WHAT YOU NEED TO DO –
Please state the number of lines in the listing that contain the word "Debug", and nothing else.

THE DATA –

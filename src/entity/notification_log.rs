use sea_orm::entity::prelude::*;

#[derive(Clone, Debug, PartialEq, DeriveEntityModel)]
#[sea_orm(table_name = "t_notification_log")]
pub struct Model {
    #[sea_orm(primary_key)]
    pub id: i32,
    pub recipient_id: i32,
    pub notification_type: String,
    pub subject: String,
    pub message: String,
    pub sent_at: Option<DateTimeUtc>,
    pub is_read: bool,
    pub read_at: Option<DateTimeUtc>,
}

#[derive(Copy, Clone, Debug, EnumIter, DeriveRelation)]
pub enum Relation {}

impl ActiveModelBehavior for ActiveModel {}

EXERCISE RESULT –
2